# TASK STATEMENT:
In total, how many lines of the data contain the word "Some"? Only that number is wanted.

# DATA EXCERPTS:

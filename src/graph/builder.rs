//! Merges the parsed source units of a run into the two graphs.
//!
//! This is the synchronization barrier of the pipeline: it needs the complete
//! set of units and runs single-threaded.

use super::context::{AnalysisContext, FunctionRegistry, ModuleInfo};
use super::resolver::{Binding, CallResolver, ImportBindings, ModuleIndex};
use super::{CallGraph, FileDependencyGraph};
use crate::core::{Import, ImportKind, Result, SourceUnit};
use std::collections::{BTreeMap, BTreeSet, HashMap};
use tracing::debug_span;

#[derive(Debug, Default)]
pub struct GraphBuilder {
    units: Vec<SourceUnit>,
}

impl GraphBuilder {
    pub fn new() -> Self {
        Self::default()
    }

    pub fn add_unit(&mut self, unit: SourceUnit) {
        self.units.push(unit);
    }

    pub fn add_units<I: IntoIterator<Item = SourceUnit>>(&mut self, units: I) {
        self.units.extend(units);
    }

    pub fn build(self) -> Result<AnalysisContext> {
        let _span = debug_span!("build_graphs", units = self.units.len()).entered();

        let mut units: Vec<SourceUnit> = self
            .units
            .into_iter()
            .filter(|unit| {
                if !unit.is_parsed() {
                    log::debug!("Leaving {} out of the graphs: {:?}", unit.path, unit.status);
                }
                unit.is_parsed()
            })
            .collect();
        units.sort_by(|a, b| a.path.cmp(&b.path));

        let mut file_graph = FileDependencyGraph::new();
        for unit in &units {
            file_graph.add_file(&unit.path)?;
        }

        let index = ModuleIndex::new(units.iter().map(|u| u.path.as_str()));
        let mut bindings: HashMap<String, ImportBindings> = HashMap::new();
        let mut modules = BTreeMap::new();
        let mut registry = FunctionRegistry::new();

        for unit in &mut units {
            let imports = resolve_imports(&index, std::mem::take(&mut unit.imports));
            for import in &imports {
                match &import.resolved {
                    Some(target) => {
                        file_graph.add_dependency(&unit.path, target)?;
                    }
                    None => log::trace!(
                        "{}:{} import '{}' is external or unresolved",
                        unit.path,
                        import.line,
                        import.display_module()
                    ),
                }
            }
            bindings.insert(unit.path.clone(), import_bindings(&index, &imports));

            for function in std::mem::take(&mut unit.functions) {
                registry.insert(function)?;
            }

            modules.insert(
                unit.path.clone(),
                ModuleInfo {
                    imports,
                    referenced_names: std::mem::take(&mut unit.referenced_names),
                    exported_names: std::mem::take(&mut unit.exported_names),
                    is_package_init: unit.is_package_init(),
                },
            );
        }

        let mut call_graph = CallGraph::new();
        for function in registry.iter() {
            call_graph.add_function(&function.qualified_name)?;
        }

        let resolver = CallResolver::new(&registry, &bindings);
        for function in registry.iter() {
            for reference in &function.calls {
                match resolver.resolve(&function.file, function.class_name.as_deref(), reference) {
                    Some(callee) => {
                        call_graph.add_call(&function.qualified_name, &callee)?;
                    }
                    None => log::trace!(
                        "{}: call '{reference}' unresolved",
                        function.qualified_name
                    ),
                }
            }
        }

        let mut module_roots = BTreeSet::new();
        for unit in &units {
            for reference in &unit.module_calls {
                if let Some(callee) = resolver.resolve(&unit.path, None, reference) {
                    module_roots.insert(callee);
                }
            }
        }

        log::debug!(
            "Built graphs: {} files / {} imports, {} functions / {} calls",
            file_graph.file_count(),
            file_graph.edge_count(),
            call_graph.function_count(),
            call_graph.edge_count()
        );

        Ok(AnalysisContext {
            file_graph,
            call_graph,
            registry,
            modules,
            module_roots,
        })
    }
}

/// Fill in `resolved` and add an import for every `from pkg import name`
/// where `pkg.name` is itself a module.
///
/// When every name of a `from` import is a submodule, the import itself is
/// left unresolved: only the submodules are dependencies, not the package's
/// `__init__.py`.
fn resolve_imports(index: &ModuleIndex, imports: Vec<Import>) -> Vec<Import> {
    let mut resolved = Vec::with_capacity(imports.len());
    for mut import in imports {
        import.resolved = index.resolve(&import);

        let submodules: Vec<Import> = import
            .names
            .iter()
            .filter_map(|name| {
                let target = index.resolve_submodule(&import, &name.name)?;
                let module = if import.module.is_empty() {
                    name.name.clone()
                } else {
                    format!("{}.{}", import.module, name.name)
                };
                let mut submodule = Import::from(
                    &import.source_file,
                    &module,
                    import.level,
                    Vec::new(),
                    false,
                    import.line,
                );
                submodule.resolved = Some(target);
                Some(submodule)
            })
            .collect();

        if !import.names.is_empty() && submodules.len() == import.names.len() {
            import.resolved = None;
        }

        resolved.push(import);
        resolved.extend(submodules);
    }
    resolved
}

fn import_bindings(index: &ModuleIndex, imports: &[Import]) -> ImportBindings {
    let mut bindings = ImportBindings::default();
    for import in imports {
        match import.kind {
            ImportKind::Module => {
                if let Some(target) = &import.resolved {
                    let name = import.alias.clone().unwrap_or_else(|| import.module.clone());
                    bindings.bind(name, Binding::Module(target.clone()));
                }
            }
            ImportKind::From => {
                if import.wildcard {
                    if let Some(target) = &import.resolved {
                        bindings.add_wildcard(target.clone());
                    }
                }
                for name in &import.names {
                    if let Some(submodule) = index.resolve_submodule(import, &name.name) {
                        bindings.bind(name.binding(), Binding::Module(submodule));
                    } else if let Some(target) = &import.resolved {
                        bindings.bind(
                            name.binding(),
                            Binding::Symbol {
                                file: target.clone(),
                                name: name.name.clone(),
                            },
                        );
                    }
                }
            }
        }
    }
    bindings
}

#[cfg(test)]
mod tests {
    use super::*;
    use crate::analyzers::analyze_source;
    use indoc::indoc;

    fn build(files: &[(&str, &str)]) -> AnalysisContext {
        let mut builder = GraphBuilder::new();
        for (path, source) in files {
            builder.add_unit(analyze_source(source, path, 0).unwrap());
        }
        builder.build().unwrap()
    }

    #[test]
    fn test_import_edges_only_for_internal_modules() {
        let ctx = build(&[
            ("a.py", "import b\nimport os\nimport a\n"),
            ("b.py", "from c import thing\n"),
            ("c.py", "thing = 1\n"),
        ]);
        assert_eq!(
            ctx.file_graph().edges(),
            vec![("a.py", "b.py"), ("b.py", "c.py")]
        );
        let a_imports = &ctx.modules()["a.py"].imports;
        assert_eq!(a_imports[1].resolved, None);
    }

    #[test]
    fn test_from_package_import_submodule() {
        let ctx = build(&[
            ("app.py", "from pkg import core\n\ndef main():\n    core.run()\n"),
            ("pkg/__init__.py", ""),
            ("pkg/core.py", "def run():\n    pass\n"),
        ]);
        assert_eq!(ctx.dependencies("app.py"), vec!["pkg/core.py"]);
        assert_eq!(
            ctx.call_graph().callees("app.py::main"),
            vec!["pkg/core.py::run"]
        );
    }

    #[test]
    fn test_package_init_edge_kept_for_symbols() {
        let ctx = build(&[
            ("app.py", "from pkg import core, VERSION\n"),
            ("pkg/__init__.py", "VERSION = 1\n"),
            ("pkg/core.py", ""),
        ]);
        assert_eq!(
            ctx.dependencies("app.py"),
            vec!["pkg/__init__.py", "pkg/core.py"]
        );
    }

    #[test]
    fn test_failed_units_left_out() {
        let ctx = build(&[("ok.py", "import bad\n"), ("bad.py", "def (\n")]);
        assert_eq!(ctx.file_graph().files(), vec!["ok.py"]);
        assert_eq!(ctx.file_graph().edge_count(), 0);
    }

    #[test]
    fn test_call_edges_and_module_roots() {
        let ctx = build(&[
            (
                "app.py",
                indoc! {"
                    from util import helper as h

                    class Runner:
                        def run(self):
                            self.step()
                            h()

                        def step(self):
                            pass

                    def main():
                        Runner().run()

                    main()
                "},
            ),
            ("util.py", "def helper():\n    pass\n"),
        ]);

        let calls = ctx.call_graph().edges();
        assert!(calls.contains(&("app.py::Runner.run", "app.py::Runner.step")));
        assert!(calls.contains(&("app.py::Runner.run", "util.py::helper")));
        assert_eq!(
            ctx.module_roots().iter().collect::<Vec<_>>(),
            vec!["app.py::main"]
        );
    }

    #[test]
    fn test_duplicate_file_is_invariant_violation() {
        let mut builder = GraphBuilder::new();
        builder.add_unit(analyze_source("", "a.py", 0).unwrap());
        builder.add_unit(analyze_source("", "a.py", 0).unwrap());
        assert!(builder.build().unwrap_err().is_internal());
    }

    #[test]
    fn test_affected_files_query() {
        let ctx = build(&[
            ("core.py", "def target():\n    pass\n"),
            ("api.py", "from core import target\n\ndef handler():\n    target()\n"),
            ("cli.py", "import api\n\ndef main():\n    api.handler()\n"),
            ("docs.py", "import core\n"),
        ]);
        let affected = ctx.affected_files("core.py::target").unwrap();
        assert_eq!(
            affected.into_iter().collect::<Vec<_>>(),
            vec!["api.py", "cli.py", "docs.py"]
        );
        assert!(ctx.affected_files("nowhere").is_err());
    }
}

# RESULT BELOW:
9